1. It Functions as a Poem

In Sing With Understanding: An Introduction to Christian Hymnody, Harry Eskew and Hugh T. McElrath describe a hymn as a kind of poem set to music. They further write, “It should be simple and metrical in form, genuinely emotional, poetic and literary in style, spiritual in quality, and in its ideas so direct and so immediately apparent as to unify a congregation while singing it.”

Most song lyrics are not really meant to be taken as poetry. If you read them aloud without the music, the lyrics might not seem as powerful.

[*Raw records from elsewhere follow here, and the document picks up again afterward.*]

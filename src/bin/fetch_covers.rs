//! One-shot tool that fills missing `image` fields in the catalog file.
//!
//! Writes `<catalog>.bak` first, then looks up each coverless book on Google
//! Books. Set `GOOGLE_BOOKS_API_KEY` to raise the quota and `CATALOG_FILE` to
//! point at a different catalog.

use std::path::PathBuf;
use std::time::Duration;

use anyhow::{bail, Context, Result};
use tracing_subscriber::{layer::SubscriberExt, util::SubscriberInitExt};

use bookscout::{
    config::Config,
    services::{catalog, Catalog, GoogleBooksProvider},
};

/// Delay between lookups to stay polite with the API
const PAUSE: Duration = Duration::from_millis(300);

#[tokio::main]
async fn main() -> Result<()> {
    tracing_subscriber::registry()
        .with(
            tracing_subscriber::EnvFilter::try_from_default_env()
                .unwrap_or_else(|_| "bookscout=info,fetch_covers=info".into()),
        )
        .with(tracing_subscriber::fmt::layer())
        .init();

    let config = Config::from_env()?;
    let path = PathBuf::from(&config.catalog_file);
    if !path.exists() {
        bail!("Could not find catalog at {}", path.display());
    }

    let mut books = Catalog::from_path(&path)
        .with_context(|| format!("Failed to read catalog {}", path.display()))?;

    let mut backup = path.clone().into_os_string();
    backup.push(".bak");
    let backup = PathBuf::from(backup);
    books
        .save_to(&backup)
        .with_context(|| format!("Failed to write backup {}", backup.display()))?;
    tracing::info!(backup = %backup.display(), "Backup written");

    let provider = GoogleBooksProvider::new(config.google_books_api_url.clone(), config.api_key());
    let updated = catalog::backfill_covers(&mut books, &provider, PAUSE).await;

    books
        .save_to(&path)
        .with_context(|| format!("Failed to write catalog {}", path.display()))?;

    tracing::info!(
        updated,
        total = books.len(),
        path = %path.display(),
        backup = %backup.display(),
        "Cover backfill done; restore the backup to revert"
    );
    Ok(())
}
use axum::{
    http::StatusCode,
    response::{IntoResponse, Response},
    Json,
};
use serde_json::json;

/// Application-level errors
#[derive(thiserror::Error, Debug)]
pub enum AppError {
    #[error("File error: {0}")]
    Io(#[from] std::io::Error),

    #[error("JSON error: {0}")]
    Json(#[from] serde_json::Error),

    #[error("HTTP client error: {0}")]
    HttpClient(#[from] reqwest::Error),

    #[error("Not found: {0}")]
    NotFound(String),

    #[error("Invalid input: {0}")]
    InvalidInput(String),

    #[error("External API error: {0}")]
    ExternalApi(String),

    #[error("Internal server error: {0}")]
    Internal(String),
}

impl IntoResponse for AppError {
    fn into_response(self) -> Response {
        let (status, message) = match self {
            AppError::NotFound(msg) => (StatusCode::NOT_FOUND, msg),
            AppError::InvalidInput(msg) => (StatusCode::BAD_REQUEST, msg),
            AppError::Io(_) | AppError::Json(_) | AppError::Internal(_) => {
                (StatusCode::INTERNAL_SERVER_ERROR, self.to_string())
            }
            AppError::ExternalApi(msg) => (StatusCode::BAD_GATEWAY, msg),
            AppError::HttpClient(_) => (StatusCode::BAD_GATEWAY, self.to_string()),
        };

        let body = Json(json!({
            "error": message
        }));

        (status, body).into_response()
    }
}

pub type AppResult<T> = Result<T, AppError>;
use std::collections::HashSet;
use std::path::Path;
use std::time::Duration;

use serde::Serialize;
use tokio::sync::RwLock;

use crate::{
    error::{AppError, AppResult},
    models::Book,
    services::{providers::BookSearcher, session::Session},
};

/// Catalog compiled into the binary
const BUNDLED_CATALOG: &str = include_str!("../../data/books.json");

/// Static book list, optionally extended at runtime
#[derive(Debug, Clone, Default, PartialEq)]
pub struct Catalog {
    books: Vec<Book>,
}

impl Catalog {
    pub fn new(books: Vec<Book>) -> Self {
        Self { books }
    }

    /// The catalog shipped with the application
    pub fn bundled() -> Self {
        match serde_json::from_str(BUNDLED_CATALOG) {
            Ok(books) => Self { books },
            Err(e) => {
                tracing::error!(error = %e, "Bundled catalog is not valid JSON");
                Self::default()
            }
        }
    }

    /// Loads a catalog file (array of books)
    pub fn from_path(path: &Path) -> AppResult<Self> {
        let raw = std::fs::read_to_string(path)?;
        Ok(Self {
            books: serde_json::from_str(&raw)?,
        })
    }

    /// Writes the catalog as a pretty-printed JSON array
    pub fn save_to(&self, path: &Path) -> AppResult<()> {
        std::fs::write(path, serde_json::to_string_pretty(&self.books)?)?;
        Ok(())
    }

    pub fn books(&self) -> &[Book] {
        &self.books
    }

    pub fn len(&self) -> usize {
        self.books.len()
    }

    pub fn is_empty(&self) -> bool {
        self.books.is_empty()
    }

    pub fn contains(&self, id: &str) -> bool {
        self.books.iter().any(|b| b.id == id)
    }

    /// Appends results whose id is not in the catalog yet
    pub fn merge(&mut self, results: Vec<Book>) -> MergeOutcome {
        let fetched = results.len();
        let mut known: HashSet<String> = self.books.iter().map(|b| b.id.clone()).collect();

        let new_ones: Vec<Book> = results
            .into_iter()
            .filter(|b| known.insert(b.id.clone()))
            .collect();
        let added = new_ones.len();
        self.books.extend(new_ones);

        MergeOutcome { fetched, added }
    }
}

/// Result of merging a search into the catalog
#[derive(Debug, Clone, Copy, Serialize, PartialEq, Eq)]
pub struct MergeOutcome {
    pub fetched: usize,
    pub added: usize,
}

impl MergeOutcome {
    /// Message shown to the user after a search
    pub fn message(&self) -> String {
        if self.fetched == 0 {
            "No results found.".to_string()
        } else if self.added == 0 {
            "Fetched books already exist in dataset (no new items).".to_string()
        } else {
            format!(
                "Fetched {} items, added {} new ones to dataset.",
                self.fetched, self.added
            )
        }
    }
}

/// Searches the provider and merges new books into the session catalog
///
/// The session lock is held only for the merge, never across the request.
pub async fn search_and_merge(
    searcher: &dyn BookSearcher,
    session: &RwLock<Session>,
    query: &str,
    api_key: Option<String>,
    max_results: u32,
) -> AppResult<MergeOutcome> {
    if query.trim().is_empty() {
        return Err(AppError::InvalidInput(
            "Type a search query first".to_string(),
        ));
    }

    let results = searcher.search_books(query, max_results, api_key).await;
    if results.is_empty() {
        return Ok(MergeOutcome {
            fetched: 0,
            added: 0,
        });
    }

    let outcome = session.write().await.merge_books(results);

    tracing::info!(
        query = %query,
        provider = searcher.name(),
        fetched = outcome.fetched,
        added = outcome.added,
        "Merged search results into catalog"
    );

    Ok(outcome)
}

/// Fills missing cover images, pausing between lookups; returns how many were updated
pub async fn backfill_covers(
    catalog: &mut Catalog,
    searcher: &dyn BookSearcher,
    pause: Duration,
) -> usize {
    let total = catalog.books.len();
    let mut updated = 0;

    for (i, book) in catalog.books.iter_mut().enumerate() {
        if !book.missing_image() {
            tracing::debug!(position = i + 1, total, title = %book.title, "Skipping, has image");
            continue;
        }

        match searcher.find_cover(&book.title, &book.author).await {
            Some(cover) => {
                tracing::info!(position = i + 1, total, title = %book.title, cover = %cover, "Found cover");
                book.image = Some(cover);
                updated += 1;
            }
            None => {
                tracing::info!(position = i + 1, total, title = %book.title, "No cover found");
            }
        }

        if !pause.is_zero() {
            tokio::time::sleep(pause).await;
        }
    }

    updated
}
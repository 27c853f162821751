use serde::{Deserialize, Deserializer, Serialize};

/// A book in the catalog
///
/// Book snapshots arriving over the wire are decoded leniently: missing or
/// `null` fields fall back to empty values, including `id`.
#[derive(Debug, Clone, Serialize, Deserialize, PartialEq)]
pub struct Book {
    #[serde(default, deserialize_with = "null_as_default")]
    pub id: String,
    #[serde(default, deserialize_with = "null_as_default")]
    pub title: String,
    #[serde(default, deserialize_with = "null_as_default")]
    pub author: String,
    #[serde(default, deserialize_with = "null_as_default")]
    pub genre: String,
    #[serde(default, deserialize_with = "null_as_default")]
    pub rating: f64,
    #[serde(default, deserialize_with = "null_as_default")]
    pub description: String,
    #[serde(default, skip_serializing_if = "Option::is_none")]
    pub image: Option<String>,
}

impl Book {
    /// Creates a book without a cover image
    pub fn new(
        id: impl Into<String>,
        title: impl Into<String>,
        author: impl Into<String>,
        genre: impl Into<String>,
    ) -> Self {
        Self {
            id: id.into(),
            title: title.into(),
            author: author.into(),
            genre: genre.into(),
            rating: 0.0,
            description: String::new(),
            image: None,
        }
    }

    /// True when the book has no usable cover URL
    pub fn missing_image(&self) -> bool {
        self.image.as_deref().map_or(true, |url| url.trim().is_empty())
    }
}

fn null_as_default<'de, D, T>(deserializer: D) -> Result<T, D::Error>
where
    D: Deserializer<'de>,
    T: Default + Deserialize<'de>,
{
    Ok(Option::<T>::deserialize(deserializer)?.unwrap_or_default())
}
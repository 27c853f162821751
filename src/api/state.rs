use std::path::Path;
use std::sync::Arc;

use tokio::sync::RwLock;

use crate::{
    config::Config,
    error::AppResult,
    services::{BookSearcher, Catalog, GoogleBooksProvider, Recommender, Session},
    store::{ChoiceStore, JsonFileChoiceStore, JsonFileSessionStore},
};

/// Shared application state
#[derive(Clone)]
pub struct AppState {
    pub choices: Arc<dyn ChoiceStore>,
    pub searcher: Arc<dyn BookSearcher>,
    pub session: Arc<RwLock<Session>>,
    pub search_max_results: u32,
}

impl AppState {
    pub fn new(
        choices: Arc<dyn ChoiceStore>,
        searcher: Arc<dyn BookSearcher>,
        session: Session,
        search_max_results: u32,
    ) -> Self {
        Self {
            choices,
            searcher,
            session: Arc::new(RwLock::new(session)),
            search_max_results,
        }
    }

    /// Wires the file stores, the Google Books provider and the bundled catalog
    pub async fn from_config(config: &Config) -> AppResult<Self> {
        let choices = JsonFileChoiceStore::open(&config.choices_file).await?;
        let session_store = JsonFileSessionStore::new(Path::new(&config.session_file));
        let searcher =
            GoogleBooksProvider::new(config.google_books_api_url.clone(), config.api_key());

        let session = Session::new(
            Catalog::bundled(),
            Recommender::new(config.recommender_seed),
            Arc::new(session_store),
        );

        Ok(Self::new(
            Arc::new(choices),
            Arc::new(searcher),
            session,
            config.search_max_results,
        ))
    }
}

They were meant to be taken with music, and were likely written after or at the same time the music was composed.

Hymns are likewise meant for singing, of course, but hymn lyrics are typically crafted as poetry, independent of music (at least, this is true of the hymns of our past by hymnists like Wesley, Watts, Cowper and Newton). When you read a well-crafted hymn such as When I Survey the Wond’rous Cross, you will feel the cadence, even if unaware of the melody composed for it. This is why composers can keep writing new tunes for old hymn texts. It’s also why many people (particularly in ages past) would read hymnals as they would any devotional book, and even delight in the hymns they’d never heard.

2. Economy of Words

What? Hymns aren’t wordy? Hymns often contain more words than contemporary popular songs, but each line is metrically precise. The hymnist establishes a “metrical contract” with worshipers in the first verse. This contract sets terms like “every line will be eight syllables long” or “lines will alternate between lengths of eight syllables and six syllables.” This is true for old hymns like When I Survey the Wond’rous Cross and it is true of modern hymns like In Christ Alone (eight syllables per line, in both hymns—we call that “long meter”).

3. It’s All About the Verse

While the chorus is the most important element of most contemporary songs, classic hymns did not contain choruses. Many hymnologists will say that if a song has a chorus or refrain—even if the verses are composed in hymn meter—it is a “gospel song,” not a hymn (think “Blessed Assurance”).

Hymn vs song? Is this pedantic? Maybe. Modern songwriters draw from so many influences that the lines begin to blur. Sometimes clear-cut distinctions between hymns, gospel songs, spirituals, and praise and worship songs are unhelpful. But in general, a hymn tells a story or presents an argument in a series of verses, each one building on the other or continuing the narrative of the other. Because of this, hymns can cover more theological ground or present a wider narrative arc than other songs.

This doesn’t make In Christ Alone better than Holy Is the Lord. Rather, we should be thankful that we have so many different kinds of wonderful songs, like In Christ Alone and Holy Is the Lord.

4. Praise First, Poetry Second

We’ve already established that a hymn is a kind of poem. But the reason you can read many fantastic poems and think, “I have no idea what this is about,” is because many classic and modern poets are chiefly concerned with the sound of the words or the images conveyed, rather than any specific meaning. But the hymnist William Cowper said of his hymn-writing:

“I always write as smoothly as I can, but that I never did, never will, sacrifice the spirit or sense of a passage to the sound of it.”

Hymn vs song? A hymnist writes in such a way that all worshipers can understand and sing along, regardless of their level of education or their experience with literature and poetry. The hymnist’s goal is the same goal of any true writer of songs for God and His church: to give worshipers a language for thankfully praising our Lord and for speaking His truth to each other.